- **WHAT THE TASK ASKS**
Would you please report how many lines of the listing contain "struct"? Reply with that number only.

- **SOURCE MATERIAL**
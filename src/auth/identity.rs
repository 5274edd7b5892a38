// SPDX-License-Identifier: AGPL-3.0-or-later
//
// Copyright (C) 2026 Relational Network

//! Identities and the store they live in.

use std::collections::BTreeMap;
use std::sync::atomic::{AtomicU64, Ordering};
use std::sync::RwLock;

use chrono::{DateTime, Utc};
use serde::Serialize;
use thiserror::Error;

use crate::token::codec::{read, write};
use crate::token::Subject;

/// An authenticated principal.
#[derive(Debug, Clone, PartialEq, Eq, Serialize)]
pub struct Identity {
    /// Store-assigned id; `0` until saved.
    pub id: u64,
    pub username: String,
    #[serde(skip_serializing_if = "Option::is_none")]
    pub email: Option<String>,
    #[serde(skip)]
    pub password_hash: String,
    #[serde(skip_serializing_if = "Option::is_none")]
    pub last_active: Option<DateTime<Utc>>,
}

impl Identity {
    /// An unsaved identity.
    pub fn new(username: impl Into<String>, password_hash: impl Into<String>) -> Self {
        Self {
            id: 0,
            username: username.into(),
            email: None,
            password_hash: password_hash.into(),
            last_active: None,
        }
    }

    pub fn with_email(mut self, email: impl Into<String>) -> Self {
        self.email = Some(email.into());
        self
    }

    /// Value of a lookup field (`id`, `username` or `email`).
    fn field(&self, name: &str) -> Option<String> {
        match name {
            "id" => Some(self.id.to_string()),
            "username" => Some(self.username.clone()),
            "email" => self.email.clone(),
            _ => None,
        }
    }
}

#[derive(Debug, Error, PartialEq, Eq)]
pub enum StoreError {
    #[error("identity {0} not found")]
    NotFound(u64),

    #[error("username `{0}` is already taken")]
    UsernameTaken(String),
}

/// Persistence for identities.
pub trait IdentityStore: Send + Sync {
    /// Numeric subjects and numeric string subjects both resolve by id.
    fn find_by_id(&self, id: &Subject) -> Option<Identity>;

    /// Identity matching every given field (password excluded).
    fn find_by_credentials(&self, fields: &BTreeMap<String, String>) -> Option<Identity>;

    fn update_active_date(&self, identity: &Identity) -> Result<(), StoreError>;

    /// Insert when `id == 0`, otherwise update. Returns the stored identity.
    fn save(&self, identity: Identity) -> Result<Identity, StoreError>;
}

/// In-memory store used by the server binary and tests.
#[derive(Debug)]
pub struct InMemoryIdentityStore {
    identities: RwLock<BTreeMap<u64, Identity>>,
    next_id: AtomicU64,
}

impl Default for InMemoryIdentityStore {
    fn default() -> Self {
        Self {
            identities: RwLock::new(BTreeMap::new()),
            next_id: AtomicU64::new(1),
        }
    }
}

impl InMemoryIdentityStore {
    pub fn new() -> Self {
        Self::default()
    }

    pub fn len(&self) -> usize {
        read(&self.identities).len()
    }

    pub fn is_empty(&self) -> bool {
        self.len() == 0
    }
}

impl IdentityStore for InMemoryIdentityStore {
    fn find_by_id(&self, id: &Subject) -> Option<Identity> {
        let id = match id {
            Subject::Id(id) => *id,
            Subject::Name(name) => name.parse().ok()?,
        };
        read(&self.identities).get(&id).cloned()
    }

    fn find_by_credentials(&self, fields: &BTreeMap<String, String>) -> Option<Identity> {
        if fields.is_empty() {
            return None;
        }
        read(&self.identities)
            .values()
            .find(|identity| {
                fields
                    .iter()
                    .all(|(name, value)| identity.field(name).as_deref() == Some(value.as_str()))
            })
            .cloned()
    }

    fn update_active_date(&self, identity: &Identity) -> Result<(), StoreError> {
        let mut identities = write(&self.identities);
        let stored = identities
            .get_mut(&identity.id)
            .ok_or(StoreError::NotFound(identity.id))?;
        stored.last_active = identity.last_active;
        Ok(())
    }

    fn save(&self, mut identity: Identity) -> Result<Identity, StoreError> {
        let mut identities = write(&self.identities);
        let taken = identities
            .values()
            .any(|other| other.username == identity.username && other.id != identity.id);
        if taken {
            return Err(StoreError::UsernameTaken(identity.username));
        }

        if identity.id == 0 {
            identity.id = self.next_id.fetch_add(1, Ordering::SeqCst);
        } else if !identities.contains_key(&identity.id) {
            return Err(StoreError::NotFound(identity.id));
        }
        identities.insert(identity.id, identity.clone());
        Ok(identity)
    }
}

#[cfg(test)]
mod tests {
    use super::*;

    fn store_with_alice() -> (InMemoryIdentityStore, Identity) {
        let store = InMemoryIdentityStore::new();
        let alice = store
            .save(Identity::new("alice", "hash").with_email("alice@example.com"))
            .unwrap();
        (store, alice)
    }

    #[test]
    fn save_assigns_ids() {
        let (store, alice) = store_with_alice();
        let bob = store.save(Identity::new("bob", "hash")).unwrap();
        assert_eq!(alice.id, 1);
        assert_eq!(bob.id, 2);
        assert_eq!(store.len(), 2);
    }

    #[test]
    fn duplicate_username_is_rejected() {
        let (store, _) = store_with_alice();
        assert_eq!(
            store.save(Identity::new("alice", "other")),
            Err(StoreError::UsernameTaken("alice".to_string()))
        );
    }

    #[test]
    fn find_by_id_accepts_numeric_names() {
        let (store, alice) = store_with_alice();
        assert_eq!(store.find_by_id(&Subject::Id(alice.id)), Some(alice.clone()));
        assert_eq!(store.find_by_id(&Subject::Name("1".into())), Some(alice));
        assert_eq!(store.find_by_id(&Subject::Name("alice".into())), None);
    }

    #[test]
    fn find_by_credentials_matches_all_fields() {
        let (store, alice) = store_with_alice();
        let by_email = BTreeMap::from([("email".to_string(), "alice@example.com".to_string())]);
        assert_eq!(store.find_by_credentials(&by_email), Some(alice));

        let mismatch = BTreeMap::from([
            ("username".to_string(), "alice".to_string()),
            ("email".to_string(), "bob@example.com".to_string()),
        ]);
        assert_eq!(store.find_by_credentials(&mismatch), None);
        assert_eq!(store.find_by_credentials(&BTreeMap::new()), None);
    }

    #[test]
    fn update_active_date_requires_a_stored_identity() {
        let (store, mut alice) = store_with_alice();
        alice.last_active = Some(Utc::now());
        store.update_active_date(&alice).unwrap();
        assert!(store.find_by_id(&Subject::Id(1)).unwrap().last_active.is_some());

        let ghost = Identity {
            id: 99,
            ..Identity::new("ghost", "hash")
        };
        assert_eq!(store.update_active_date(&ghost), Err(StoreError::NotFound(99)));
    }

    #[test]
    fn password_hash_is_never_serialized() {
        let (_, alice) = store_with_alice();
        let json = serde_json::to_value(&alice).unwrap();
        assert!(json.get("password_hash").is_none());
        assert_eq!(json["username"], "alice");
    }
}
//! Console logging for the host router.

use wasm_bindgen::prelude::*;

#[wasm_bindgen]
extern "C" {
    #[wasm_bindgen(js_namespace = console, js_name = log)]
    fn console_log(s: &str);
}

/// Write a `[zos-host]`-prefixed message to the browser console.
pub(crate) fn log(msg: &str) {
    console_log(&format!("[zos-host] {}", msg));
}
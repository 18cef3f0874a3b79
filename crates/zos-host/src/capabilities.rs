//! Capability flags for a host session.
//!
//! The capability set is computed exactly once when the router initializes
//! and is read-only for the rest of the session. Re-detection only happens
//! on re-initialization (page reload).

use serde::{Deserialize, Serialize};

/// Browser API availability, as observed by the environment probe.
///
/// This is the explicit input to capability computation: the probe runs
/// once at startup and hands its result here, so the routing rules stay
/// free of ambient environment access.
#[derive(Clone, Copy, Debug, Default, PartialEq, Eq, Serialize, Deserialize)]
pub struct BrowserFeatures {
    /// `navigator.clipboard` is present
    pub clipboard: bool,
    /// The `Notification` API is present
    pub notifications: bool,
}

impl BrowserFeatures {
    /// Features for an environment with no guarded browser APIs at all
    /// (e.g. a worker context with no `window`).
    pub fn none() -> Self {
        Self::default()
    }
}

/// The per-session capability record exposed to application code.
///
/// Field names serialize in the camelCase shape the shell hands to
/// applications.
#[derive(Clone, Copy, Debug, PartialEq, Eq, Serialize, Deserialize)]
#[serde(rename_all = "camelCase")]
pub struct HostCapabilities {
    /// A native host bridge is present for this session
    pub is_native: bool,
    /// Real filesystem access is available
    pub has_file_system: bool,
    /// Notifications can be displayed
    pub has_notifications: bool,
    /// The clipboard can be read and written
    pub has_clipboard: bool,
    /// Open/save dialogs are available
    pub has_dialog: bool,
    /// External links can be opened through the host shell
    pub has_shell: bool,
}

impl HostCapabilities {
    /// Capabilities for a session with a native bridge.
    ///
    /// The native provider supplies every capability uniformly, so all six
    /// flags are set regardless of underlying browser support.
    pub fn native() -> Self {
        Self {
            is_native: true,
            has_file_system: true,
            has_notifications: true,
            has_clipboard: true,
            has_dialog: true,
            has_shell: true,
        }
    }

    /// Capabilities for a browser-only session.
    ///
    /// Native-only capabilities (filesystem, dialogs, shell) are never
    /// claimed; clipboard and notifications reflect the probed browser API
    /// availability.
    pub fn browser(features: BrowserFeatures) -> Self {
        Self {
            is_native: false,
            has_file_system: false,
            has_notifications: features.notifications,
            has_clipboard: features.clipboard,
            has_dialog: false,
            has_shell: false,
        }
    }
}

#[cfg(test)]
mod tests {
    use super::*;

    #[test]
    fn test_native_claims_everything() {
        let caps = HostCapabilities::native();
        assert!(caps.is_native);
        assert!(caps.has_file_system);
        assert!(caps.has_notifications);
        assert!(caps.has_clipboard);
        assert!(caps.has_dialog);
        assert!(caps.has_shell);
    }

    #[test]
    fn test_browser_never_claims_native_capabilities() {
        // Even with every browser feature present, native-only flags stay off
        let caps = HostCapabilities::browser(BrowserFeatures {
            clipboard: true,
            notifications: true,
        });
        assert!(!caps.is_native);
        assert!(!caps.has_file_system);
        assert!(!caps.has_dialog);
        assert!(!caps.has_shell);
        assert!(caps.has_clipboard);
        assert!(caps.has_notifications);
    }

    #[test]
    fn test_browser_flags_track_probe() {
        let caps = HostCapabilities::browser(BrowserFeatures {
            clipboard: true,
            notifications: false,
        });
        assert!(caps.has_clipboard);
        assert!(!caps.has_notifications);

        let caps = HostCapabilities::browser(BrowserFeatures::none());
        assert!(!caps.has_clipboard);
        assert!(!caps.has_notifications);
    }

    #[test]
    fn test_serializes_camel_case() {
        let caps = HostCapabilities::browser(BrowserFeatures {
            clipboard: true,
            notifications: false,
        });
        let json = serde_json::to_string(&caps).unwrap();
        assert!(json.contains("\"isNative\":false"));
        assert!(json.contains("\"hasClipboard\":true"));
        assert!(json.contains("\"hasFileSystem\":false"));
    }
}
//! Option records for the dialog operations.

use alloc::string::String;
use serde::{Deserialize, Serialize};

/// Options for the open-file dialog.
///
/// Serializes in the camelCase shape the native bridge expects as the
/// `dialog.open` payload.
#[derive(Clone, Copy, Debug, Default, PartialEq, Eq, Serialize, Deserialize)]
#[serde(rename_all = "camelCase")]
pub struct OpenDialogOptions {
    /// Allow selecting more than one file
    pub multiple: bool,
    /// Select a directory instead of files
    pub directory: bool,
}

impl OpenDialogOptions {
    /// Single-file selection.
    pub fn new() -> Self {
        Self::default()
    }

    /// Multi-file selection.
    pub fn multiple() -> Self {
        Self {
            multiple: true,
            directory: false,
        }
    }

    /// Directory selection.
    pub fn directory() -> Self {
        Self {
            multiple: false,
            directory: true,
        }
    }
}

/// Options for the save-file dialog.
#[derive(Clone, Debug, Default, PartialEq, Eq, Serialize, Deserialize)]
#[serde(rename_all = "camelCase")]
pub struct SaveDialogOptions {
    /// Suggested path or filename to pre-fill
    pub default_path: Option<String>,
}

impl SaveDialogOptions {
    /// No suggestion.
    pub fn new() -> Self {
        Self::default()
    }

    /// Pre-fill the dialog with a suggested path.
    pub fn with_default_path(path: impl Into<String>) -> Self {
        Self {
            default_path: Some(path.into()),
        }
    }
}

- **RESPONSE BOX**
6